> _Work instructions_:
Copy all of the records word for word.

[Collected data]
:::

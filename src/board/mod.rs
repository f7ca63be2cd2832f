pub mod error;
pub mod player;
pub mod position;
pub mod winning_line;

mod display;

pub use error::BoardError;
pub use player::Player;
pub use winning_line::{Axis, WinningLine};

pub const ROWS: usize = 6;
pub const COLS: usize = 7;
pub const CENTER_COLUMN: usize = 3;
pub const WINNING_LENGTH: usize = 4;

/// Columns ordered from the middle of the board outwards. Center columns take
/// part in more potential lines, so they are tried first.
pub const CENTER_FIRST_ORDER: [usize; COLS] = [3, 2, 4, 1, 5, 0, 6];

/// A 6x7 Connect Four grid. Row 0 is the top row and row 5 the bottom one.
///
/// Callers normally mutate the board with `drop_piece`, which respects gravity.
/// `place_piece` and `remove_piece` write individual cells and leave gravity to
/// the caller, which lets the search probe and undo hypothetical moves.
#[derive(Clone, Copy, PartialEq, Eq, Hash, Default)]
pub struct Board {
    cells: [[Option<Player>; COLS]; ROWS],
}

impl Board {
    pub fn new() -> Self {
        Default::default()
    }

    /// Returns the piece at the given cell, or `None` for empty and
    /// out-of-bounds cells.
    pub fn get(&self, row: usize, col: usize) -> Option<Player> {
        self.cells.get(row).and_then(|cells| cells.get(col)).copied().flatten()
    }

    pub fn is_valid_position(row: isize, col: isize) -> bool {
        (0..ROWS as isize).contains(&row) && (0..COLS as isize).contains(&col)
    }

    /// Scans `col` from the bottom row up and returns the first empty row.
    /// `None` means the column is full (or does not exist).
    pub fn lowest_empty_row(&self, col: usize) -> Option<usize> {
        if col >= COLS {
            return None;
        }

        (0..ROWS).rev().find(|&row| self.cells[row][col].is_none())
    }

    /// Row of the topmost piece in `col`, if the column holds any.
    pub fn top_piece_row(&self, col: usize) -> Option<usize> {
        if col >= COLS {
            return None;
        }

        (0..ROWS).find(|&row| self.cells[row][col].is_some())
    }

    pub fn is_column_playable(&self, col: usize) -> bool {
        self.lowest_empty_row(col).is_some()
    }

    /// Playable columns in natural order.
    pub fn legal_columns(&self) -> Vec<usize> {
        (0..COLS).filter(|&col| self.is_column_playable(col)).collect()
    }

    pub fn place_piece(&mut self, row: usize, col: usize, player: Player) -> Result<(), BoardError> {
        let cell = self.cell_mut(row, col)?;
        *cell = Some(player);
        Ok(())
    }

    pub fn remove_piece(&mut self, row: usize, col: usize) -> Result<Option<Player>, BoardError> {
        let cell = self.cell_mut(row, col)?;
        Ok(cell.take())
    }

    /// Drops a piece into `col`, where it lands on the lowest empty row.
    /// Returns the row the piece landed on.
    pub fn drop_piece(&mut self, col: usize, player: Player) -> Result<usize, BoardError> {
        if col >= COLS {
            return Err(BoardError::ColumnOutOfRange { col });
        }

        let row = self
            .lowest_empty_row(col)
            .ok_or(BoardError::ColumnFull { col })?;
        self.cells[row][col] = Some(player);
        Ok(row)
    }

    /// Pieces settle from the bottom up, so a full top row means a full board.
    pub fn is_full(&self) -> bool {
        self.cells[0].iter().all(Option::is_some)
    }

    pub fn piece_count(&self) -> usize {
        self.cells.iter().flatten().filter(|cell| cell.is_some()).count()
    }

    /// Iterates over every occupied cell in row-major order.
    pub fn pieces(&self) -> impl Iterator<Item = (usize, usize, Player)> + '_ {
        self.cells.iter().enumerate().flat_map(|(row, cells)| {
            cells
                .iter()
                .enumerate()
                .filter_map(move |(col, cell)| cell.map(|player| (row, col, player)))
        })
    }

    /// Canonical key of the cell contents: two bits per cell, row-major.
    /// Distinct boards always produce distinct keys.
    pub fn position_key(&self) -> u128 {
        self.cells.iter().flatten().fold(0u128, |key, cell| {
            let bits = match cell {
                None => 0,
                Some(Player::One) => 1,
                Some(Player::Two) => 2,
            };
            (key << 2) | bits
        })
    }

    /// The board reflected left to right.
    pub fn mirrored(&self) -> Self {
        let mut mirrored = *self;
        for row in mirrored.cells.iter_mut() {
            row.reverse();
        }
        mirrored
    }

    fn cell_mut(&mut self, row: usize, col: usize) -> Result<&mut Option<Player>, BoardError> {
        self.cells
            .get_mut(row)
            .and_then(|cells| cells.get_mut(col))
            .ok_or(BoardError::PositionOutOfBounds { row, col })
    }
}
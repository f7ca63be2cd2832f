//! Center-first move ordering for Connect Four.

use crate::alpha_beta_searcher::MoveOrderer;
use crate::board::CENTER_FIRST_ORDER;

use super::implementation::{DropMove, SearchPosition};

/// Orders drops as 3, 2, 4, 1, 5, 0, 6. Central drops take part in more lines
/// and tend to refute other moves early, and at the root this order also
/// decides which of several equally scored columns is played.
#[derive(Clone, Default, Debug)]
pub struct CenterFirstMoveOrderer;

impl MoveOrderer<SearchPosition, DropMove> for CenterFirstMoveOrderer {
    #[inline]
    fn order_moves(&self, moves: &mut [DropMove], _state: &SearchPosition) {
        moves.sort_by_key(|drop| center_rank(drop.column));
    }
}

fn center_rank(column: usize) -> usize {
    CENTER_FIRST_ORDER
        .iter()
        .position(|&col| col == column)
        .unwrap_or(CENTER_FIRST_ORDER.len())
}

#[cfg(test)]
mod tests {
    use super::*;
    use crate::board::{Board, Player};

    #[test]
    fn test_orders_center_first() {
        let position = SearchPosition::new(Board::new(), Player::Two, Player::Two);
        let mut moves: Vec<DropMove> = (0..7).map(DropMove::new).collect();

        CenterFirstMoveOrderer.order_moves(&mut moves, &position);

        let columns: Vec<usize> = moves.iter().map(|drop| drop.column).collect();
        assert_eq!(vec![3, 2, 4, 1, 5, 0, 6], columns);
    }

    #[test]
    fn test_keeps_only_given_columns() {
        let position = SearchPosition::new(Board::new(), Player::Two, Player::Two);
        let mut moves = vec![DropMove::new(6), DropMove::new(0), DropMove::new(4)];

        CenterFirstMoveOrderer.order_moves(&mut moves, &position);

        let columns: Vec<usize> = moves.iter().map(|drop| drop.column).collect();
        assert_eq!(vec![4, 0, 6], columns);
    }
}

:::

> _Result of this task_:
filename src/board/mod.rs
repository f7ca63be2cd2832f
pub mod error;
pub mod player;
pub mod position;
pub mod winning_line;

mod display;

pub use error::BoardError;
pub use player::Player;
pub use winning_line::{Axis, WinningLine};

pub const ROWS: usize = 6;
pub const COLS: usize = 7;
pub const CENTER_COLUMN: usize = 3;
pub const WINNING_LENGTH: usize = 4;

/// Columns ordered from the middle of the board outwards. Center columns take
/// part in more potential lines, so they are tried first.
pub const CENTER_FIRST_ORDER: [usize; COLS] = [3, 2, 4, 1, 5, 0, 6];

/// A 6x7 Connect Four grid. Row 0 is the top row and row 5 the bottom one.
///
/// Callers normally mutate the board with `drop_piece`, which respects gravity.
/// `place_piece` and `remove_piece` write individual cells and leave gravity to
/// the caller, which lets the search probe and undo hypothetical moves.
#[derive(Clone, Copy, PartialEq, Eq, Hash, Default)]
pub struct Board {
    cells: [[Option<Player>; COLS]; ROWS],
}

impl Board {
    pub fn new() -> Self {
        Default::default()
    }

    /// Returns the piece at the given cell, or `None` for empty and
    /// out-of-bounds cells.
    pub fn get(&self, row: usize, col: usize) -> Option<Player> {
        self.cells.get(row).and_then(|cells| cells.get(col)).copied().flatten()
    }

    pub fn is_valid_position(row: isize, col: isize) -> bool {
        (0..ROWS as isize).contains(&row) && (0..COLS as isize).contains(&col)
    }

    /// Scans `col` from the bottom row up and returns the first empty row.
    /// `None` means the column is full (or does not exist).
    pub fn lowest_empty_row(&self, col: usize) -> Option<usize> {
        if col >= COLS {
            return None;
        }

        (0..ROWS).rev().find(|&row| self.cells[row][col].is_none())
    }

    /// Row of the topmost piece in `col`, if the column holds any.
    pub fn top_piece_row(&self, col: usize) -> Option<usize> {
        if col >= COLS {
            return None;
        }

        (0..ROWS).find(|&row| self.cells[row][col].is_some())
    }

    pub fn is_column_playable(&self, col: usize) -> bool {
        self.lowest_empty_row(col).is_some()
    }

    /// Playable columns in natural order.
    pub fn legal_columns(&self) -> Vec<usize> {
        (0..COLS).filter(|&col| self.is_column_playable(col)).collect()
    }

    pub fn place_piece(&mut self, row: usize, col: usize, player: Player) -> Result<(), BoardError> {
        let cell = self.cell_mut(row, col)?;
        *cell = Some(player);
        Ok(())
    }

    pub fn remove_piece(&mut self, row: usize, col: usize) -> Result<Option<Player>, BoardError> {
        let cell = self.cell_mut(row, col)?;
        Ok(cell.take())
    }

    /// Drops a piece into `col`, where it lands on the lowest empty row.
    /// Returns the row the piece landed on.
    pub fn drop_piece(&mut self, col: usize, player: Player) -> Result<usize, BoardError> {
        if col >= COLS {
            return Err(BoardError::ColumnOutOfRange { col });
        }

        let row = self
            .lowest_empty_row(col)
            .ok_or(BoardError::ColumnFull { col })?;
        self.cells[row][col] = Some(player);
        Ok(row)
    }

    /// Pieces settle from the bottom up, so a full top row means a full board.
    pub fn is_full(&self) -> bool {
        self.cells[0].iter().all(Option::is_some)
    }

    pub fn piece_count(&self) -> usize {
        self.cells.iter().flatten().filter(|cell| cell.is_some()).count()
    }

    /// Iterates over every occupied cell in row-major order.
    pub fn pieces(&self) -> impl Iterator<Item = (usize, usize, Player)> + '_ {
        self.cells.iter().enumerate().flat_map(|(row, cells)| {
            cells
                .iter()
                .enumerate()
                .filter_map(move |(col, cell)| cell.map(|player| (row, col, player)))
        })
    }

    /// Canonical key of the cell contents: two bits per cell, row-major.
    /// Distinct boards always produce distinct keys.
    pub fn position_key(&self) -> u128 {
        self.cells.iter().flatten().fold(0u128, |key, cell| {
            let bits = match cell {
                None => 0,
                Some(Player::One) => 1,
                Some(Player::Two) => 2,
            };
            (key << 2) | bits
        })
    }

    /// The board reflected left to right.
    pub fn mirrored(&self) -> Self {
        let mut mirrored = *self;
        for row in mirrored.cells.iter_mut() {
            row.reverse();
        }
        mirrored
    }

    fn cell_mut(&mut self, row: usize, col: usize) -> Result<&mut Option<Player>, BoardError> {
        self.cells
            .get_mut(row)
            .and_then(|cells| cells.get_mut(col))
            .ok_or(BoardError::PositionOutOfBounds { row, col })
    }
}
repository f7ca63be2cd2832f
//! Center-first move ordering for Connect Four.

use crate::alpha_beta_searcher::MoveOrderer;
use crate::board::CENTER_FIRST_ORDER;

use super::implementation::{DropMove, SearchPosition};

/// Orders drops as 3, 2, 4, 1, 5, 0, 6. Central drops take part in more lines
/// and tend to refute other moves early, and at the root this order also
/// decides which of several equally scored columns is played.
#[derive(Clone, Default, Debug)]
pub struct CenterFirstMoveOrderer;

impl MoveOrderer<SearchPosition, DropMove> for CenterFirstMoveOrderer {
    #[inline]
    fn order_moves(&self, moves: &mut [DropMove], _state: &SearchPosition) {
        moves.sort_by_key(|drop| center_rank(drop.column));
    }
}

fn center_rank(column: usize) -> usize {
    CENTER_FIRST_ORDER
        .iter()
        .position(|&col| col == column)
        .unwrap_or(CENTER_FIRST_ORDER.len())
}

#[cfg(test)]
mod tests {
    use super::*;
    use crate::board::{Board, Player};

    #[test]
    fn test_orders_center_first() {
        let position = SearchPosition::new(Board::new(), Player::Two, Player::Two);
        let mut moves: Vec<DropMove> = (0..7).map(DropMove::new).collect();

        CenterFirstMoveOrderer.order_moves(&mut moves, &position);

        let columns: Vec<usize> = moves.iter().map(|drop| drop.column).collect();
        assert_eq!(vec![3, 2, 4, 1, 5, 0, 6], columns);
    }

    #[test]
    fn test_keeps_only_given_columns() {
        let position = SearchPosition::new(Board::new(), Player::Two, Player::Two);
        let mut moves = vec![DropMove::new(6), DropMove::new(0), DropMove::new(4)];

        CenterFirstMoveOrderer.order_moves(&mut moves, &position);

        let columns: Vec<usize> = moves.iter().map(|drop| drop.column).collect();
        assert_eq!(vec![4, 0, 6], columns);
    }
}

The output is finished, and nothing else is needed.